30. Prime Constraints(4/4) • Matches between the ancestral sequences that are inconsistent with this set of constraints can be filtered out in time O(N logm), where N is the total number of matches. • For typical values of m and k, the time taken computing and utilizing the constraints is negligible.

31. Tree Building(1/3) • Most multiple alignment programs require pairwise alignments of all the sequences to build in initial guide tree. (Quadratic number of sequence alignments) • We utilize an iterative method to obtain a guide tree using only linear number of alignments.

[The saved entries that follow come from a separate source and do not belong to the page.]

//! Deduplicating object pool with weak lifetime.
//!
//! [`WeakPool`] hands out shared [`Lease`]s for a key while never being the
//! reason a value stays alive:
//!
//! - a live value for the key is returned as-is
//! - a construction already in flight for the key is awaited, so every
//!   concurrent requester observes the same success or failure
//! - otherwise the factory runs once on a background task
//!
//! The pool only records a `Weak` observation of each value. When the last
//! lease is dropped the value is destroyed and a release message is queued
//! back to the pool, which prunes the slot on its next access. Failures are
//! never cached.

use std::collections::HashMap;
use std::fmt;
use std::future::Future;
use std::hash::Hash;
use std::ops::Deref;
use std::sync::{Arc, Mutex, MutexGuard, PoisonError, Weak};

use futures::FutureExt;
use futures::future::{BoxFuture, Shared};
use tokio::sync::mpsc;
use tracing::trace;

use crate::error::CreationAborted;

type PendingValue<K, V, E> = Shared<BoxFuture<'static, Result<Lease<K, V>, E>>>;

/// A shared handle to a pooled value.
///
/// Cloning a lease is cheap. The value lives until the last lease drops.
pub struct Lease<K, V> {
    inner: Arc<LeaseInner<K, V>>,
}

struct LeaseInner<K, V> {
    value: V,
    key: K,
    generation: u64,
    released: mpsc::UnboundedSender<u64>,
}

impl<K, V> Drop for LeaseInner<K, V> {
    fn drop(&mut self) {
        // Never touch the pool lock from a destructor; the pool drains this
        // queue itself.
        let _ = self.released.send(self.generation);
    }
}

impl<K, V> Lease<K, V> {
    /// The key this value was created for.
    pub fn key(&self) -> &K {
        &self.inner.key
    }

    /// Whether both leases refer to the same pooled instance.
    pub fn ptr_eq(this: &Self, other: &Self) -> bool {
        Arc::ptr_eq(&this.inner, &other.inner)
    }
}

impl<K, V> Clone for Lease<K, V> {
    fn clone(&self) -> Self {
        Self {
            inner: Arc::clone(&self.inner),
        }
    }
}

impl<K, V> Deref for Lease<K, V> {
    type Target = V;

    fn deref(&self) -> &V {
        &self.inner.value
    }
}

impl<K: fmt::Debug, V: fmt::Debug> fmt::Debug for Lease<K, V> {
    fn fmt(&self, f: &mut fmt::Formatter<'_>) -> fmt::Result {
        f.debug_struct("Lease")
            .field("key", &self.inner.key)
            .field("generation", &self.inner.generation)
            .field("value", &self.inner.value)
            .finish()
    }
}

struct LiveSlot<K, V> {
    generation: u64,
    value: Weak<LeaseInner<K, V>>,
}

struct PoolState<K, V, E> {
    pending: HashMap<K, PendingValue<K, V, E>>,
    live: HashMap<K, LiveSlot<K, V>>,
    released: mpsc::UnboundedReceiver<u64>,
    next_generation: u64,
}

impl<K, V, E> PoolState<K, V, E> {
    fn prune_released(&mut self) {
        while let Ok(generation) = self.released.try_recv() {
            // Generations are unique, so at most one slot matches.
            self.live.retain(|_, slot| slot.generation != generation);
        }
    }
}

/// Async, deduplicated, weak-lifetime cache keyed by `K`.
pub struct WeakPool<K, V, E> {
    state: Arc<Mutex<PoolState<K, V, E>>>,
    released: mpsc::UnboundedSender<u64>,
}

impl<K, V, E> Default for WeakPool<K, V, E>
where
    K: Eq + Hash + Clone + Send + Sync + 'static,
    V: Send + Sync + 'static,
    E: Clone + Send + Sync + From<CreationAborted> + 'static,
{
    fn default() -> Self {
        Self::new()
    }
}

impl<K, V, E> WeakPool<K, V, E>
where
    K: Eq + Hash + Clone + Send + Sync + 'static,
    V: Send + Sync + 'static,
    E: Clone + Send + Sync + From<CreationAborted> + 'static,
{
    pub fn new() -> Self {
        let (released_tx, released_rx) = mpsc::unbounded_channel();
        Self {
            state: Arc::new(Mutex::new(PoolState {
                pending: HashMap::new(),
                live: HashMap::new(),
                released: released_rx,
                next_generation: 0,
            })),
            released: released_tx,
        }
    }

    /// Return the live value for `key`, or join/start its construction.
    ///
    /// `create` is invoked with the key map locked, so it should only build
    /// the future; all real work belongs inside the returned future, which
    /// runs on its own task and completes even if every requester goes away.
    pub async fn value<F, Fut>(&self, key: K, create: F) -> Result<Lease<K, V>, E>
    where
        F: FnOnce() -> Fut,
        Fut: Future<Output = Result<V, E>> + Send + 'static,
    {
        let pending = {
            let mut state = lock(&self.state);
            state.prune_released();

            if let Some(pending) = state.pending.get(&key) {
                trace!("joining in-flight creation");
                pending.clone()
            } else {
                if let Some(inner) = state.live.get(&key).and_then(|slot| slot.value.upgrade()) {
                    return Ok(Lease { inner });
                }
                state.live.remove(&key);

                let generation = state.next_generation;
                state.next_generation += 1;

                let pending = self.spawn_creation(key.clone(), generation, create());
                state.pending.insert(key, pending.clone());
                pending
            }
        };

        pending.await
    }

    /// Whether a live value is currently recorded for `key`.
    pub fn contains(&self, key: &K) -> bool {
        let mut state = lock(&self.state);
        state.prune_released();
        state
            .live
            .get(key)
            .is_some_and(|slot| slot.value.strong_count() > 0)
    }

    /// Whether a construction for `key` is in flight.
    pub fn is_pending(&self, key: &K) -> bool {
        lock(&self.state).pending.contains_key(key)
    }

    fn spawn_creation<Fut>(&self, key: K, generation: u64, create: Fut) -> PendingValue<K, V, E>
    where
        Fut: Future<Output = Result<V, E>> + Send + 'static,
    {
        let state = Arc::clone(&self.state);
        let released = self.released.clone();

        let task = tokio::spawn(async move {
            let result = create.await;

            let mut state = lock(&state);
            state.pending.remove(&key);
            match result {
                Ok(value) => {
                    let inner = Arc::new(LeaseInner {
                        value,
                        key: key.clone(),
                        generation,
                        released,
                    });
                    state.live.insert(
                        key,
                        LiveSlot {
                            generation,
                            value: Arc::downgrade(&inner),
                        },
                    );
                    Ok(Lease { inner })
                }
                Err(err) => Err(err),
            }
        });

        async move {
            match task.await {
                Ok(result) => result,
                Err(err) if err.is_panic() => std::panic::resume_unwind(err.into_panic()),
                Err(_) => Err(E::from(CreationAborted)),
            }
        }
        .boxed()
        .shared()
    }
}

fn lock<T>(mutex: &Mutex<T>) -> MutexGuard<'_, T> {
    mutex.lock().unwrap_or_else(PoisonError::into_inner)
}
impl Run<'_> {
    async fn execute(&self) -> Result<String, InstallError> {
        let settings = &self.orchestrator.settings;
        let services = &self.orchestrator.services;

        self.enter(UNPACKING, None).await?;
        let staging = StagingDir::create(&settings.staging_root, &self.orchestrator.udid, self.app)
            .map_err(|e| InstallError::stage(UNPACKING, e))?;
        let app_dir = self.unpack(&staging).await?;

        self.enter(PREPARING, Some(0.0)).await?;
        let (connection, device) = self.prepare_device().await?;

        self.enter(PROVISIONING, Some(0.0)).await?;
        let provisioned = cancellable(
            &self.cancel,
            services.provisioner.provision(
                &app_dir,
                &device,
                &self.gate,
                self.progress_for(PROVISIONING),
            ),
        )
        .await?;
        // Refusal wins over whatever the provisioner made of it
        if self.gate.declined() {
            return Err(InstallError::RevocationDeclined);
        }
        let provisioned = provisioned.map_err(|e| InstallError::stage(PROVISIONING, e))?;
        info!(bundle_id = %provisioned.bundle_id, targets = provisioned.targets.len(), "Provisioned");

        self.enter(SIGNING, Some(0.0)).await?;
        embed_profiles(&app_dir, &provisioned.targets)?;
        cancellable(
            &self.cancel,
            services.signer.sign(
                &app_dir,
                &provisioned.identity,
                &provisioned.targets,
                self.progress_for(SIGNING),
            ),
        )
        .await?
        .map_err(|e| InstallError::stage(SIGNING, e))?;

        self.enter(PACKAGING, None).await?;
        let ipa = staging.path().join("app.ipa");
        let packaged = self
            .orchestrator
            .delegate
            .archive(
                &staging.payload(),
                &ipa,
                self.progress_for(PACKAGING),
                self.cancel.clone(),
            )
            .await;
        self.check_cancelled()?;
        packaged.map_err(InstallError::AppPackagingFailed)?;
        self.status.set_progress(Some(1.0));

        self.checkpoint().await?;
        let status = self.status.clone();
        let on_stage: DeliveryFn = Arc::new(move |stage: DeliveryStage| {
            status.report(stage.display_name(), stage.display_progress())
        });
        AppDelivery {
            pool: &self.orchestrator.pool,
            installer: services.installer.as_ref(),
            udid: &self.orchestrator.udid,
            preferences: self.orchestrator.preferences.clone(),
            cancel: &self.cancel,
        }
        .deliver(&ipa, on_stage)
        .await?;

        drop(connection);
        Ok(provisioned.bundle_id)
    }

    /// Cancellation checkpoint followed by a stage switch.
    async fn enter(&self, stage: &str, progress: Option<f64>) -> Result<(), InstallError> {
        self.checkpoint().await?;
        debug!(stage, "Entering stage");
        self.status.set_stage(stage, progress);
        Ok(())
    }

    async fn checkpoint(&self) -> Result<(), InstallError> {
        tokio::task::yield_now().await;
        self.check_cancelled()
    }

    fn check_cancelled(&self) -> Result<(), InstallError> {
        if self.cancel.is_cancelled() {
            return Err(InstallError::Cancelled);
        }
        Ok(())
    }

    /// Progress callback bound to `stage`; reports arriving after the run
    /// has moved on are dropped by the status writer.
    fn progress_for(&self, stage: &'static str) -> ProgressFn {
        let status = self.status.clone();
        Arc::new(move |p| status.report(stage, Some(p)))
    }

    async fn unpack(&self, staging: &StagingDir) -> Result<PathBuf, InstallError> {
        let failed = |e: anyhow::Error| InstallError::AppExtractionFailed(format!("{e:#}"));
        if !self.app.exists() {
            return Err(InstallError::AppExtractionFailed(format!(
                "{} does not exist",
                self.app.display()
            )));
        }

        match self.app.extension().and_then(|e| e.to_str()) {
            Some("ipa") => {
                let unpacked = self
                    .orchestrator
                    .delegate
                    .unarchive(
                        self.app,
                        staging.path(),
                        self.progress_for(UNPACKING),
                        self.cancel.clone(),
                    )
                    .await;
                self.check_cancelled()?;
                unpacked.map_err(failed)?;
            }
            Some("app") => {
                let name = self.app.file_name().unwrap_or_default();
                let source = self.app.to_path_buf();
                let dest = staging.payload().join(name);
                tokio::task::spawn_blocking(move || archive::copy_dir(&source, &dest))
                    .await
                    .context("Copy task failed")
                    .and_then(|copied| copied)
                    .map_err(failed)?;
            }
            _ => {
                return Err(InstallError::AppExtractionFailed(format!(
                    "{} is neither an .ipa nor an .app",
                    self.app.display()
                )));
            }
        }
        self.status.set_progress(Some(1.0));

        let app_dir = find_app_bundle(&staging.payload()).ok_or_else(|| {
            InstallError::AppExtractionFailed("no .app bundle inside Payload".into())
        })?;
        if !app_dir.join("Info.plist").is_file() {
            return Err(InstallError::AppCorrupted(format!(
                "{} has no Info.plist",
                app_dir.display()
            )));
        }
        Ok(app_dir)
    }

    async fn prepare_device(&self) -> Result<(SharedConnection, TargetDevice), InstallError> {
        let orchestrator = self.orchestrator;
        let settings = &orchestrator.settings;

        let quiet: ProgressFn = Arc::new(|_| {});
        let connection = perform_with_recovery(
            PREPARING,
            &self.status,
            &self.cancel,
            settings.recovery_interval,
            || {
                orchestrator.pool.connection(
                    &orchestrator.udid,
                    orchestrator.preferences.clone(),
                    Arc::clone(&quiet),
                )
            },
        )
        .await?;
        self.status.set_progress(Some(if settings.configure_device {
            1.0 / 3.0
        } else {
            1.0 / 2.0
        }));

        let name = cancellable(&self.cancel, connection.lockdown().device_name())
            .await?
            .map_err(InstallError::DeviceInfoUnavailable)?;
        info!(udid = %orchestrator.udid, %name, "Device ready");

        if settings.configure_device {
            let record = WirelessPairing {
                transport: orchestrator.pool.transport(),
                lockdown: connection.lockdown(),
                udid: &orchestrator.udid,
                stage: PREPARING,
                status: &self.status,
                cancel: &self.cancel,
                recovery_interval: settings.recovery_interval,
            }
            .run()
            .await?;

            if let Some(dir) = &settings.pairing_record_dir {
                let path = save_record(dir, &orchestrator.udid, &record)
                    .map_err(|e| InstallError::PairingFailed(format!("{e:#}")))?;
                info!(path = %path.display(), "Saved wireless pair record");
            }
        }
        self.status.set_progress(Some(1.0));

        let device = TargetDevice {
            udid: orchestrator.udid.clone(),
            name,
        };
        Ok((connection, device))
    }
}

32. Tree Building(2/3) • The initial guide tree is selected randomly from the set of complete binary trees. • The sequences are aligned using this random tree, and then a phylogenetic tree is inferred from the resulting multiple alignment. • The above process is iterated until the alignment and tree are satisfactory.

33. Tree Building(3/3) • Instead of computing all pairwise alignments, only O(nk) alignments are necessary to perform n iterations with k sequences. • We found that for typical alignment problems, only a small number of iterations were necessary.

34. Experimental Results 1 • A human, mouse, and rat whole-genome multiple alignment. • A homology map for the genomes was built by C. Dewey, and was used to generate gene anchors and constraints. • Chromosome 20 was chosen because it aligns almost completely with mouse chromosome 2.

35. Experimental Results 1 (cont.) Coverage of human chromosome 20 RefSeq exons by the MAVID alignments. Of a total of 3927 exons, only six were not in the homology map. A total of 53.5% of the exons were covered by precomputed exon anchors in either mouse or rat. The remaining exons are mostly aligned by MAVID, resulting in 93.6% of the exons covered by alignment in either mouse or rat.

36. Experimental Results 2 • Alignment of 21 Organisms • We aligned 1.8 Mb of human sequence together with the homologous regions from 20 other organisms of a total 23 Mb of sequence. • Baboon, cat, chicken, chimp, cow, dog, dunnart, fugu, hedgehog, horse, lemur, macaque, mouse, opossum, pig, platypus, rabbit, rat, tetraodon, and zebra-fish.

37. Experimental Results 2(cont.) • The MAVID alignments were compared with MLAGAN, version 1.1(Brudno et al. 2003). • MLAGAN is the only other program we know of that is able to align the 21 sequences in a reasonable period of time.

38. Experimental Results 2(cont.) • MAVID and MLAGAN both aligned sequences correctly. • MAVID took 40 min, while MLAGAN took roughly 6h.